2.Equivale à falta de fundamentação a adopção de fundamentos que, por obscuridade, contradição ou insuficiência, não esclareçam concretamente a motivação do acto.”.
Assim, a fundamentação de um concreto acto, para que possa desempenhar em pleno a principal função subjacente à previsão da respectiva exigência, tem que ser expressa, através duma exposição sucinta dos fundamentos de facto e de direito da decisão; clara, permitindo que, através dos seus termos, se apreendam com precisão os factos e o direito com base nos quais se decide; suficiente, possibilitando ao administrado, um conhecimento concreto da motivação do acto, ou seja, as razões de facto e de direito que determinaram o órgão ou agente a actuar como actuou e, ademais, congruente, de modo que a decisão constitua conclusão lógica e necessária dos motivos invocados como justificação, envolvendo entre eles um juízo de adequação, não podendo existir contradição entre os fundamentos e a decisão.

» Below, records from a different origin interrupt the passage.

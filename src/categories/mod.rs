//! Block categories
//!
//! Each submodule owns the blocks of one toolbox category: their catalog
//! definitions, the typed reading of their fields, and their code
//! generation rules.

use serde::{Deserialize, Serialize};

use crate::core::definition::BlockDefinition;

pub mod logic;
pub mod output;
pub mod timing;
pub mod toolbox;
pub mod transform;
pub mod trigger;
pub mod variables;

/// Name used when a variable field is left empty
pub const DEFAULT_VAR_NAME: &str = "myVar";

/// Block category enumeration
#[derive(Debug, Clone, Copy, PartialEq, Eq, Hash, Serialize, Deserialize)]
pub enum BlockCategory {
    /// Workflow entry points
    Triggers,
    /// Data storage and value blocks
    Variables,
    /// Conditional operations
    Logic,
    /// Data transformations
    Transform,
    /// Time-based operations
    Timing,
    /// Display operations
    Output,
}

impl BlockCategory {
    pub const ALL: [BlockCategory; 6] = [
        BlockCategory::Triggers,
        BlockCategory::Variables,
        BlockCategory::Logic,
        BlockCategory::Transform,
        BlockCategory::Timing,
        BlockCategory::Output,
    ];

    /// Get a human-readable name for the category
    pub fn display_name(&self) -> &'static str {
        match self {
            BlockCategory::Triggers => "Triggers",
            BlockCategory::Variables => "Variables",
            BlockCategory::Logic => "Logic",
            BlockCategory::Transform => "Transform",
            BlockCategory::Timing => "Timing",
            BlockCategory::Output => "Output",
        }
    }

    /// Toolbox colour of the category
    pub fn colour(&self) -> &'static str {
        match self {
            BlockCategory::Triggers => "#E74C3C",
            BlockCategory::Variables => "#3498DB",
            BlockCategory::Logic => "#9B59B6",
            BlockCategory::Transform => "#1ABC9C",
            BlockCategory::Timing => "#F39C12",
            BlockCategory::Output => "#2ECC71",
        }
    }
}

impl std::fmt::Display for BlockCategory {
    fn fmt(&self, f: &mut std::fmt::Formatter<'_>) -> std::fmt::Result {
        write!(f, "{}", self.display_name())
    }
}

/// Every built-in definition, grouped by category in toolbox order
pub fn all_definitions() -> Vec<BlockDefinition> {
    let mut definitions = vec![trigger::definition()];
    definitions.extend(variables::definitions());
    definitions.push(logic::definition());
    definitions.push(transform::definition());
    definitions.push(timing::definition());
    definitions.push(output::definition());
    definitions
}
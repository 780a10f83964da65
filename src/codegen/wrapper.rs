//! Execution wrapper for script hosts
//!
//! The display text is not runnable on its own: it calls `delay` and expects
//! its `console.log` calls to be captured. The wrapper supplies both and turns
//! the outcome into a `{ success, output, error }` record. It is meant to be
//! used as the body of an async function.

/// Names the wrapper declares; generated code must not redeclare them
pub const HELPER_NAMES: [&str; 3] = ["output", "_log", "delay"];

const PREAMBLE: &str = r#"
const output = [];
const _log = console.log;
console.log = (...args) => {
  const msg = args.map(a => typeof a === 'object' ? JSON.stringify(a) : String(a)).join(' ');
  output.push(msg);
  _log(...args);
};
const delay = (s) => new Promise(r => setTimeout(r, s * 1000));

try {
"#;

const POSTAMBLE: &str = r#"
  console.log = _log;
  return { success: true, output };
} catch (e) {
  console.log = _log;
  return { success: false, output, error: e.message };
}"#;

/// Wrap display text into its executable form
pub fn wrap(display: &str) -> String {
    let mut out = String::with_capacity(PREAMBLE.len() + display.len() + POSTAMBLE.len());
    out.push_str(PREAMBLE);
    out.push_str(display);
    out.push_str(POSTAMBLE);
    out
}

pub fn is_helper_name(name: &str) -> bool {
    HELPER_NAMES.contains(&name)
}
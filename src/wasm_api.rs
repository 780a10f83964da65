//! WASM API: `#[wasm_bindgen]` exports for the browser editor.
//!
//! Only compiled when targeting `wasm32`. The host owns the visual editing
//! surface and executes the wrapped program itself; this module provides:
//! - `init_editor`: lifecycle
//! - `get_block_definitions` / `get_toolbox`: catalog discovery
//! - `set_workspace` / `clear_workspace`: workspace edits
//! - `generate_code`: validation and code generation
//! - `render_run_result` / `render_execution_error`: output panel text
//! - `save_workflow` / `load_workflow` / `restore_autosave`: persistence
//!
//! Every function returns a JSON string.

use std::cell::RefCell;

use js_sys::{Function, Reflect};
use serde::Serialize;
use wasm_bindgen::prelude::*;

use crate::categories::toolbox::Toolbox;
use crate::config::EditorConfig;
use crate::core::node::Workspace;
use crate::editor::{EditorSession, Notification};
use crate::runtime::engine::ExecutionRecord;
use crate::runtime::validation::Diagnostic;
use crate::storage::BrowserStorage;

// ── Global state ────────────────────────────────────────────────────────────

thread_local! {
    static EDITOR: RefCell<Option<EditorSession>> = RefCell::new(None);
}

fn with_editor<R>(f: impl FnOnce(&mut EditorSession) -> R) -> Result<R, String> {
    EDITOR.with(|cell| {
        let mut borrow = cell.borrow_mut();
        match borrow.as_mut() {
            Some(editor) => Ok(f(editor)),
            None => Err("Editor not initialized. Call init_editor() first.".into()),
        }
    })
}

// ── Response types ──────────────────────────────────────────────────────────

#[derive(Serialize)]
struct ErrorResponse {
    error: String,
}

#[derive(Serialize)]
struct ActionResponse {
    #[serde(skip_serializing_if = "Option::is_none")]
    notification: Option<Notification>,
    #[serde(rename = "codePanel")]
    code_panel: String,
    #[serde(rename = "outputPanel")]
    output_panel: String,
}

#[derive(Serialize)]
struct GenerateResponse {
    notification: Notification,
    #[serde(rename = "codePanel")]
    code_panel: String,
    #[serde(skip_serializing_if = "Option::is_none")]
    display: Option<String>,
    #[serde(skip_serializing_if = "Option::is_none")]
    executable: Option<String>,
    #[serde(skip_serializing_if = "Option::is_none")]
    diagnostic: Option<Diagnostic>,
}

#[derive(Serialize)]
struct LoadResponse {
    #[serde(skip_serializing_if = "Option::is_none")]
    notification: Option<Notification>,
    workspace: Workspace,
}

#[derive(Serialize)]
struct RestoreResponse {
    restored: bool,
    workspace: Workspace,
}

fn to_json<T: Serialize>(value: &T) -> String {
    serde_json::to_string(value).unwrap_or_default()
}

fn json_err(msg: impl Into<String>) -> String {
    to_json(&ErrorResponse { error: msg.into() })
}

fn respond<T: Serialize>(result: Result<T, String>) -> String {
    match result {
        Ok(value) => to_json(&value),
        Err(e) => json_err(e),
    }
}

fn panels(editor: &EditorSession, notification: Option<Notification>) -> ActionResponse {
    ActionResponse {
        notification,
        code_panel: editor.code_panel().to_string(),
        output_panel: editor.output_panel().to_string(),
    }
}

/// Ask the page through `window.confirm`. A page without one counts as yes.
fn host_confirm(prompt: &str) -> bool {
    let confirm = Reflect::get(&js_sys::global(), &JsValue::from_str("confirm"))
        .ok()
        .and_then(|value| value.dyn_into::<Function>().ok());
    match confirm {
        Some(confirm) => confirm
            .call1(&JsValue::NULL, &JsValue::from_str(prompt))
            .map(|answer| answer.is_truthy())
            .unwrap_or(false),
        None => true,
    }
}

// ── Exported functions ──────────────────────────────────────────────────────

/// Create the editor session. `config_json` may be empty for defaults.
#[wasm_bindgen]
pub fn init_editor(config_json: &str) -> String {
    console_error_panic_hook::set_once();

    let config = if config_json.trim().is_empty() {
        EditorConfig::default()
    } else {
        match EditorConfig::from_json(config_json) {
            Ok(config) => config,
            Err(e) => return json_err(e.to_string()),
        }
    };

    EDITOR.with(|cell| {
        let editor = EditorSession::new(config, Box::new(BrowserStorage::new()));
        let response = panels(&editor, None);
        *cell.borrow_mut() = Some(editor);
        to_json(&response)
    })
}

#[wasm_bindgen]
pub fn get_block_definitions() -> String {
    respond(with_editor(|editor| editor.catalog().to_editor_json()))
}

#[wasm_bindgen]
pub fn get_toolbox() -> String {
    to_json(&Toolbox::standard().to_editor_json())
}

#[wasm_bindgen]
pub fn set_workspace(workspace_json: &str) -> String {
    let workspace = match Workspace::from_json(workspace_json) {
        Ok(workspace) => workspace,
        Err(e) => return json_err(format!("Invalid workspace JSON: {e}")),
    };
    respond(with_editor(|editor| {
        editor.set_workspace(workspace);
        editor.workspace().clone()
    }))
}

#[wasm_bindgen]
pub fn generate_code() -> String {
    respond(with_editor(|editor| {
        let notification = editor.generate();
        GenerateResponse {
            notification,
            code_panel: editor.code_panel().to_string(),
            display: editor.program().map(|p| p.display.clone()),
            executable: editor.program().map(|p| p.executable.clone()),
            diagnostic: editor.diagnostic().cloned(),
        }
    }))
}

/// Format the output panel for the record returned by the wrapped program
#[wasm_bindgen]
pub fn render_run_result(record_json: &str) -> String {
    let record: ExecutionRecord = match serde_json::from_str(record_json) {
        Ok(record) => record,
        Err(e) => return json_err(format!("Invalid execution record: {e}")),
    };
    respond(with_editor(|editor| {
        let notification = editor.show_record(&record);
        panels(editor, Some(notification))
    }))
}

/// Format the output panel for an error thrown outside the wrapper
#[wasm_bindgen]
pub fn render_execution_error(message: &str) -> String {
    respond(with_editor(|editor| {
        let notification = editor.show_execution_error(message);
        panels(editor, Some(notification))
    }))
}

#[wasm_bindgen]
pub fn clear_workspace(confirmed: bool) -> String {
    respond(with_editor(|editor| {
        let notification = editor.clear(confirmed);
        panels(editor, notification)
    }))
}

#[wasm_bindgen]
pub fn save_workflow() -> String {
    respond(with_editor(|editor| {
        let notification = editor.save();
        panels(editor, Some(notification))
    }))
}

#[wasm_bindgen]
pub fn load_workflow() -> String {
    respond(with_editor(|editor| {
        let notification = editor.load(host_confirm);
        LoadResponse {
            notification,
            workspace: editor.workspace().clone(),
        }
    }))
}

#[wasm_bindgen]
pub fn restore_autosave() -> String {
    respond(with_editor(|editor| RestoreResponse {
        restored: editor.restore_autosave(),
        workspace: editor.workspace().clone(),
    }))
}
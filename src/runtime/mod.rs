//! Program runtime
//!
//! This module provides the pre-generation validation gates, the native
//! interpreter for lowered scripts, the time-limited runner, and the hints
//! attached to execution errors.

pub mod engine;
pub mod hints;
pub mod interpreter;
pub mod validation;
pub mod value;

pub use engine::{CancelHandle, ExecutionRecord, RunError, RunReport, Runner, RunnerConfig};
pub use hints::{hint_suffix, ErrorHint};
pub use interpreter::{OutputSink, ProgramError, Sleeper, SyntaxError, TokioSleeper};
pub use validation::{Diagnostic, DiagnosticCode, Severity, WorkspaceValidator};
pub use value::Value;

Tal como tem sido jurisprudência uniforme do STA, a fundamentação do acto administrativo é um conceito relativo, devendo concluir-se pela sua existência quando um destinatário normal, na posição do interessado em concreto, não tenha dúvidas acerca das razões que motivaram a decisão - cfr., por todos, o Acórdão do Pleno de 14/05/97, segundo o qual, a fundamentação, “(...) varia consoante o tipo legal de acto administrativo em concreto, havendo que entender a exigência legal em termos hábeis, dados a funcionalidade do instituto e os objectivos essenciais que prossegue: habilitar o destinatário a reagir eficazmente pelas vias legais contra a respectiva lesividade (objectivo endo-processual) a assegurar a transparência, a serenidade, a imparcialidade e a reflexão decisórias (objetivos exa ou extra-processuais)”.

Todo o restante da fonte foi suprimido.